No creo en la anestesia como forma de vida. No porque desprecie a quien la necesita, sino porque no es mi lenguaje. Hay quienes requieren suavizar la existencia para soportarla: ponerle sentido inmediato al dolor, llamar destino a lo que ocurre, convencerse de que todo encaja. Yo no puedo.
La lucidez no es una virtud; es una condición. Y como toda condición, tiene un precio. Pensar no me salva, pero me mantiene despierta. Sentir no me redime, pero me confirma que estoy aquí. No busco el sufrimiento, pero tampoco huyo de él cuando aparece.
¿Que no piense así? como si pensar fuera una desviación. Como si preguntar por el sentido de vivir fuera un error y no una experiencia humana fundamental. Pero esas respuestas no nacen de la comprensión, nacen desde la necesidad de que todo tenga un orden para no caerse. Temor a que, si no hay un porqué último, todo tiemble.
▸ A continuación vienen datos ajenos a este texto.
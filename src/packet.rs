use std::any::Any;
use std::fmt;

use util::marshal::{Marshal, Unmarshal};

use crate::header::Header;

/// Packet represents an RTCP packet, a protocol used for out-of-band statistics and
/// control information for an RTP session.
///
/// This is the surface a packet-type dispatcher works against once it has
/// routed a buffer by its header.
pub trait Packet: Marshal + Unmarshal + fmt::Display + fmt::Debug {
    fn header(&self) -> Header;
    /// destination_ssrc returns an array of ssrc values that this packet refers to.
    fn destination_ssrc(&self) -> Vec<u32>;
    /// raw_size is the encoded size before padding.
    fn raw_size(&self) -> usize;
    fn as_any(&self) -> &(dyn Any + Send + Sync);
    fn equal(&self, other: &(dyn Packet + Send + Sync)) -> bool;
    fn cloned(&self) -> Box<dyn Packet + Send + Sync>;
}

impl PartialEq for dyn Packet + Send + Sync {
    fn eq(&self, other: &Self) -> bool {
        self.equal(other)
    }
}

impl Clone for Box<dyn Packet + Send + Sync> {
    fn clone(&self) -> Box<dyn Packet + Send + Sync> {
        self.cloned()
    }
}
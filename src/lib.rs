#![warn(rust_2018_idioms)]

//! Codec for RTCP Extended Report (XR, RFC 3611) packets carrying a single
//! VoIP Metrics Report Block.
//!
//! ```
//! use bytes::Bytes;
//! use rtcp_xr::extended_report::{ExtendedReport, VoIPMetricsReportBlock};
//! use util::marshal::{Marshal, Unmarshal};
//!
//! # fn main() -> Result<(), util::Error> {
//! let xr = ExtendedReport {
//!     sender_ssrc: 0x01234567,
//!     report: Some(VoIPMetricsReportBlock {
//!         block_type: 7,
//!         block_length: 8,
//!         ssrc: 0x89abcdef,
//!         loss_rate: 10,
//!         ..Default::default()
//!     }),
//! };
//!
//! let raw: Bytes = xr.marshal()?;
//! assert_eq!(ExtendedReport::unmarshal(&mut raw.clone())?, xr);
//! # Ok(())
//! # }
//! ```

pub mod error;
pub mod extended_report;
pub mod header;
pub mod packet;

pub use error::Error;
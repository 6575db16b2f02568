use serde::{Deserialize, Serialize};

use crate::math::prelude::*;

/// `Transform` is used to store and manipulate the postiion, rotation and scale
/// of the object relative to its parent. We use a left handed, y-up world
/// coordinate system.
#[derive(Serialize, Deserialize, Debug, Clone, Copy, PartialEq)]
#[serde(default)]
pub struct Transform {
    pub position: Vector3<f32>,
    pub rotation: Quaternion<f32>,
    pub scale: Vector3<f32>,
}

impl Default for Transform {
    fn default() -> Self {
        Transform {
            position: Vector3::new(0.0, 0.0, 0.0),
            rotation: Quaternion::one(),
            scale: Vector3::new(1.0, 1.0, 1.0),
        }
    }
}

impl Transform {
    #[inline]
    pub fn new<T1, T2, T3>(position: T1, rotation: T2, scale: T3) -> Self
    where
        T1: Into<Vector3<f32>>,
        T2: Into<Quaternion<f32>>,
        T3: Into<Vector3<f32>>,
    {
        Transform {
            position: position.into(),
            rotation: rotation.into(),
            scale: scale.into(),
        }
    }

    /// Creates a transform that only translates.
    #[inline]
    pub fn from_position<T>(position: T) -> Self
    where
        T: Into<Vector3<f32>>,
    {
        Transform {
            position: position.into(),
            ..Default::default()
        }
    }

    /// Returns the matrix representation.
    #[inline]
    pub fn matrix(&self) -> Matrix4<f32> {
        // M = T * R * S
        let r: Matrix3<f32> = self.rotation.into();
        let rs = Matrix3::from_cols(r.x * self.scale.x, r.y * self.scale.y, r.z * self.scale.z);

        let mut m: Matrix4<f32> = rs.into();
        m.w = self.position.extend(1.0);
        m
    }

    /// Transforms direction from local space to transform's space.
    ///
    /// This operation is not affected by scale or position of the transform. The returned
    /// vector has the same length as direction.
    #[inline]
    pub fn transform_direction<T>(&self, v: T) -> Vector3<f32>
    where
        T: Into<Vector3<f32>>,
    {
        self.rotation * v.into()
    }

    /// Transforms vector from local space to transform's space.
    ///
    /// This operation is not affected by position of the transform, but is is affected by scale.
    /// The returned vector may have a different length than vector.
    #[inline]
    pub fn transform_vector<T>(&self, v: T) -> Vector3<f32>
    where
        T: Into<Vector3<f32>>,
    {
        self.rotation * v.into().mul_element_wise(self.scale)
    }

    /// Transforms points from local space to transform's space.
    #[inline]
    pub fn transform_point<T>(&self, v: T) -> Vector3<f32>
    where
        T: Into<Vector3<f32>>,
    {
        self.transform_vector(v) + self.position
    }

    /// Returns the up direction in transform's space, which is looking down the positive y-axis.
    #[inline]
    pub fn up(&self) -> Vector3<f32> {
        self.transform_direction(Vector3::unit_y())
    }

    /// Returns the forward direction in transform's space, which is looking down the positive z-axis.
    #[inline]
    pub fn forward(&self) -> Vector3<f32> {
        self.transform_direction(Vector3::unit_z())
    }

    /// Returns the right direction in transform's space, which is looking down the positive x-axis.
    #[inline]
    pub fn right(&self) -> Vector3<f32> {
        self.transform_direction(Vector3::unit_x())
    }
}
Yo no creo que la vida venga con un significado incorporado. No creo que nacer implique una misión ni que existir garantice plenitud. Se nace sin contrato, se vive sin manual y se muere sin haber entendido del todo. Y, aun así, algo persiste. No el sentido, sino la conciencia. Esa conciencia incómoda que observa, que no se conforma, que no se deja tranquilizar fácilmente.
Todo es efímero. No como tragedia, sino como condición. Lo que dura, dura poco; lo que parece firme, se desgasta; lo que hoy sostiene, mañana cae. Exigir permanencia a lo que no la prometió es una forma de violencia contra la realidad. Aceptar la fugacidad no vuelve inútil la experiencia: la vuelve precisa.
No espero que la vida me explique nada. No le reclamo coherencia ni justicia. No necesito creer que todo tiene un propósito para seguir respirando. Estoy aquí sin garantías, sin promesas, sin certezas finales. Y esa ausencia de fundamentos, lejos de destruirme, me obliga a elegir con más cuidado cómo estar.
No todos toleran esta forma de mirar. La lucidez aisla. Aísla. Deja fuera del ruido cómodo de las respuestas rápidas. Pero también libera de la obligación de mentirse. Prefiero el peso de la conciencia al alivio de la negación. Prefiero una verdad que incomoda a una ilusión que adormece.
No vivo para justificar la existencia ni para encontrarle un final feliz. Vivo porque existo. Y mientras exista, pienso. Y mientras piense, siento. Y mientras sienta, no me anestesio. Esa es mi manera de habitar el absurdo sin traicionarme.